The ritual moves your brain into a narrow channel for 120 minutes. If you don’t guide it back out, it stays searching for completion. The physical close exists to tell the mind, “We’re done for now.” When that signal is weak or the task has no natural stopping point, the mind keeps working.


TWO PRIMARY CAUSES

1. Close not completed: The flame ended but you left open loops—unsaved work, unnamed next step, no marker of where to resume.

2. No stopping point: You chose a task with no edge (e.g., “improve the chapter,” “explore options”) so the mind can’t find a clean stop.


HOW TO TELL WHICH ONE

- If you can name one clear next action instantly (“write intro paragraph,” “run test suite”), the close was likely the issue.

- If you feel foggy and the work sounds vague (“keep making it better”), the task lacked an edge.


FIX: COMPLETE THE CLOSE

Use the last 3–5 minutes while the flame is low:

- Save, commit, or export your current state.

- Write a one-line “next move” at the very top of the file.

- Mark the exact line or artifact to resume from (=== STOP HERE ===).
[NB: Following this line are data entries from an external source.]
//! Process-local billing provider.

use async_trait::async_trait;
use chrono::{DateTime, Utc};
use serde::{Deserialize, Serialize};
use std::collections::HashMap;
use std::path::PathBuf;
use std::sync::Arc;
use std::sync::atomic::{AtomicBool, Ordering};
use tokio::sync::Mutex;
use tollgate_config::{TierConfig, TollgateConfig};
use tollgate_core::{Clock, Plan, SystemClock, TenantId};
use tollgate_error::{BillingError, BillingErrorKind, TollgateResult};
use tollgate_interface::{BillingProvider, SubscriptionHandle};
use uuid::Uuid;

/// Lifecycle of a local subscription.
#[derive(Debug, Clone, Copy, PartialEq, Eq, Serialize, Deserialize, strum::Display)]
#[serde(rename_all = "snake_case")]
#[strum(serialize_all = "snake_case")]
pub enum SubscriptionStatus {
    /// Created, waiting for merchant confirmation
    Pending,
    /// Confirmed and billing
    Active,
    /// Cancelled
    Cancelled,
}

/// Subscription as recorded by the local provider.
#[derive(Debug, Clone, PartialEq, Serialize, Deserialize)]
pub struct LocalSubscription {
    /// Reference handed back to the gateway
    pub external_ref: String,
    /// Subscribing tenant
    pub tenant_id: TenantId,
    /// Subscription name, matches a paid plan
    pub name: String,
    /// Current status
    pub status: SubscriptionStatus,
    /// Recurring price in USD
    pub price_usd: Option<f64>,
    /// Billing interval in days
    pub interval_days: Option<u32>,
    /// When the subscription was created
    pub created: DateTime<Utc>,
}

/// Billing provider that keeps subscriptions locally.
///
/// Subscriptions start `Pending` and only count as active once confirmed,
/// the way a merchant has to approve a charge on a real commerce platform.
/// Use [`with_auto_activate`](Self::with_auto_activate) to skip that step.
///
/// # Example
///
/// ```
/// use tollgate_billing::LocalBillingProvider;
/// use tollgate_config::TollgateConfig;
/// use tollgate_core::{Plan, TenantId};
/// use tollgate_interface::BillingProvider;
///
/// # #[tokio::main]
/// # async fn main() -> Result<(), Box<dyn std::error::Error>> {
/// let billing = LocalBillingProvider::in_memory(&TollgateConfig::default());
/// let tenant = TenantId::from("shop-1");
///
/// let handle = billing.create_subscription(&tenant, Plan::Basic).await?;
/// assert_eq!(billing.active_subscription(&tenant).await?, None);
///
/// billing.confirm(&handle.external_ref).await?;
/// assert_eq!(billing.active_subscription(&tenant).await?.as_deref(), Some("basic"));
/// # Ok(())
/// # }
/// ```
pub struct LocalBillingProvider {
    subscriptions: Mutex<Vec<LocalSubscription>>,
    tiers: HashMap<Plan, TierConfig>,
    path: Option<PathBuf>,
    auto_activate: bool,
    unavailable: AtomicBool,
    clock: Arc<dyn Clock>,
}

impl LocalBillingProvider {
    /// Provider selling the paid tiers in `config`, nothing persisted.
    pub fn in_memory(config: &TollgateConfig) -> Self {
        Self {
            subscriptions: Mutex::new(Vec::new()),
            tiers: paid_tiers(config),
            path: None,
            auto_activate: false,
            unavailable: AtomicBool::new(false),
            clock: Arc::new(SystemClock),
        }
    }

    /// Provider mirrored to the JSON file at `path`, loading what is there.
    ///
    /// # Errors
    ///
    /// Returns error if an existing file cannot be read or parsed.
    #[tracing::instrument(skip(path, config), fields(path = %path.as_ref().display()))]
    pub async fn open(
        path: impl AsRef<std::path::Path>,
        config: &TollgateConfig,
    ) -> TollgateResult<Self> {
        let path = path.as_ref().to_path_buf();
        let subscriptions = match tokio::fs::read(&path).await {
            Ok(data) => serde_json::from_slice(&data).map_err(|e| {
                BillingError::new(BillingErrorKind::Unavailable(format!(
                    "{}: {}",
                    path.display(),
                    e
                )))
            })?,
            Err(e) if e.kind() == std::io::ErrorKind::NotFound => Vec::new(),
            Err(e) => {
                return Err(BillingError::new(BillingErrorKind::Unavailable(format!(
                    "{}: {}",
                    path.display(),
                    e
                )))
                .into());
            }
        };

        tracing::debug!(count = subscriptions.len(), "Loaded local subscriptions");
        Ok(Self {
            subscriptions: Mutex::new(subscriptions),
            tiers: paid_tiers(config),
            path: Some(path),
            auto_activate: false,
            unavailable: AtomicBool::new(false),
            clock: Arc::new(SystemClock),
        })
    }

    /// Activate subscriptions on creation instead of waiting for `confirm`.
    pub fn with_auto_activate(mut self, auto_activate: bool) -> Self {
        self.auto_activate = auto_activate;
        self
    }

    /// Stamp new subscriptions with `clock` instead of the wall clock.
    pub fn with_clock(mut self, clock: Arc<dyn Clock>) -> Self {
        self.clock = clock;
        self
    }

    /// Make every subsequent call fail with `Unavailable` until reset.
    pub fn set_unavailable(&self, unavailable: bool) {
        self.unavailable.store(unavailable, Ordering::SeqCst);
    }

    /// Merchant approved the charge: `Pending` becomes `Active`.
    pub async fn confirm(&self, external_ref: &str) -> TollgateResult<()> {
        self.check_available()?;
        let mut subscriptions = self.subscriptions.lock().await;
        let subscription = subscriptions
            .iter_mut()
            .find(|s| s.external_ref == external_ref && s.status == SubscriptionStatus::Pending)
            .ok_or_else(|| {
                BillingError::new(BillingErrorKind::Query(format!(
                    "no pending subscription {}",
                    external_ref
                )))
            })?;
        subscription.status = SubscriptionStatus::Active;
        tracing::info!(external_ref, tenant = %subscription.tenant_id, "Subscription confirmed");
        self.persist(&subscriptions).await
    }

    /// Subscription lapsed on the billing side: every active one for the
    /// tenant is cancelled. Returns how many were ended.
    pub async fn expire(&self, tenant: &TenantId) -> TollgateResult<usize> {
        self.check_available()?;
        let mut subscriptions = self.subscriptions.lock().await;
        let mut ended = 0;
        for subscription in subscriptions
            .iter_mut()
            .filter(|s| &s.tenant_id == tenant && s.status == SubscriptionStatus::Active)
        {
            subscription.status = SubscriptionStatus::Cancelled;
            ended += 1;
        }
        tracing::info!(tenant = %tenant, ended, "Expired subscriptions");
        self.persist(&subscriptions).await?;
        Ok(ended)
    }

    /// Every subscription recorded for a tenant, oldest first.
    pub async fn subscriptions_for(&self, tenant: &TenantId) -> Vec<LocalSubscription> {
        self.subscriptions
            .lock()
            .await
            .iter()
            .filter(|s| &s.tenant_id == tenant)
            .cloned()
            .collect()
    }

    fn check_available(&self) -> TollgateResult<()> {
        if self.unavailable.load(Ordering::SeqCst) {
            return Err(BillingError::new(BillingErrorKind::Unavailable(
                "local billing switched off".to_string(),
            ))
            .into());
        }
        Ok(())
    }

    async fn persist(&self, subscriptions: &[LocalSubscription]) -> TollgateResult<()> {
        let Some(path) = &self.path else {
            return Ok(());
        };

        let data = serde_json::to_vec_pretty(subscriptions)
            .map_err(|e| BillingError::new(BillingErrorKind::Unavailable(e.to_string())))?;
        let temp_path = path.with_extension("tmp");
        tokio::fs::write(&temp_path, &data).await.map_err(|e| {
            BillingError::new(BillingErrorKind::Unavailable(format!(
                "{}: {}",
                temp_path.display(),
                e
            )))
        })?;
        tokio::fs::rename(&temp_path, path).await.map_err(|e| {
            BillingError::new(BillingErrorKind::Unavailable(format!(
                "{}: {}",
                path.display(),
                e
            )))
        })?;
        Ok(())
    }
}

fn paid_tiers(config: &TollgateConfig) -> HashMap<Plan, TierConfig> {
    [Plan::Basic, Plan::Premium]
        .into_iter()
        .filter_map(|plan| config.tier_for(plan).map(|tier| (plan, tier.clone())))
        .collect()
}

#[async_trait]
impl BillingProvider for LocalBillingProvider {
    #[tracing::instrument(skip(self), fields(tenant = %tenant))]
    async fn active_subscription(&self, tenant: &TenantId) -> TollgateResult<Option<String>> {
        self.check_available()?;
        let subscriptions = self.subscriptions.lock().await;
        Ok(subscriptions
            .iter()
            .rev()
            .find(|s| &s.tenant_id == tenant && s.status == SubscriptionStatus::Active)
            .map(|s| s.name.clone()))
    }

    #[tracing::instrument(skip(self), fields(tenant = %tenant, tier = %tier))]
    async fn create_subscription(
        &self,
        tenant: &TenantId,
        tier: Plan,
    ) -> TollgateResult<SubscriptionHandle> {
        self.check_available()?;
        let config = self
            .tiers
            .get(&tier)
            .ok_or_else(|| BillingError::new(BillingErrorKind::UnknownTier(tier.to_string())))?;

        let external_ref = format!("local-sub-{}", Uuid::new_v4());
        let subscription = LocalSubscription {
            external_ref: external_ref.clone(),
            tenant_id: tenant.clone(),
            name: config.name.clone(),
            status: if self.auto_activate {
                SubscriptionStatus::Active
            } else {
                SubscriptionStatus::Pending
            },
            price_usd: config.price_usd,
            interval_days: config.interval_days,
            created: self.clock.now(),
        };

        let mut subscriptions = self.subscriptions.lock().await;
        subscriptions.push(subscription);
        self.persist(&subscriptions).await?;

        tracing::info!(external_ref = %external_ref, "Created subscription");
        Ok(SubscriptionHandle {
            confirmation_url: Some(format!("tollgate://billing/confirm/{}", external_ref)),
            external_ref,
        })
    }

    #[tracing::instrument(skip(self))]
    async fn cancel_subscription(&self, external_ref: &str) -> TollgateResult<()> {
        self.check_available()?;
        let mut subscriptions = self.subscriptions.lock().await;
        let subscription = subscriptions
            .iter_mut()
            .find(|s| s.external_ref == external_ref)
            .ok_or_else(|| {
                BillingError::new(BillingErrorKind::Cancel(format!(
                    "unknown subscription {}",
                    external_ref
                )))
            })?;
        subscription.status = SubscriptionStatus::Cancelled;
        tracing::info!(tenant = %subscription.tenant_id, "Cancelled subscription");
        self.persist(&subscriptions).await
    }
}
- Park unresolved ideas on a single capture card or page labeled with the date and session number.

- Put tools away, close lids, clear the surface.

- Place the cooled tin on the shelf. Phone stays away. No reopening.


FIX: GIVE THE TASK A STOPPING POINT

Before you strike the match:

- Define a clear edge: “Draft 300 words for section 2,” “Sketch 3 options,” “Refactor function X until tests pass.”

- Choose a tangible checkpoint you can recognize: saved draft, green tests, exported mockup.

- If the work is exploratory, set a time-bound survey with a decision note at the end: what you saw, what you’ll try next.


IF WORK FOLLOWS YOU ANYWAY

Do a micro-close without reopening tools:

- On a card: today’s date, project, one-line “next move,” and any loose ideas.

- Say one simple sentence to yourself: “Captured. Closed until the next flame.”

- Put the card with your tin. Return to the room you are in.


PROTECT THE TRANSITION

Give yourself a 3–5 minute buffer after the flame dies:

- Stand. Stretch. Water. No phone.

- Look at the cooled tin on the shelf. That’s the boundary.

- Re-enter the day on purpose.


When the session ends but the work is still in your head after the session ends, it’s a signal. Either finish the close or give the task an edge. The tin, the flame, the shelf—use them to keep promises to yourself, and let your attention rest between sessions."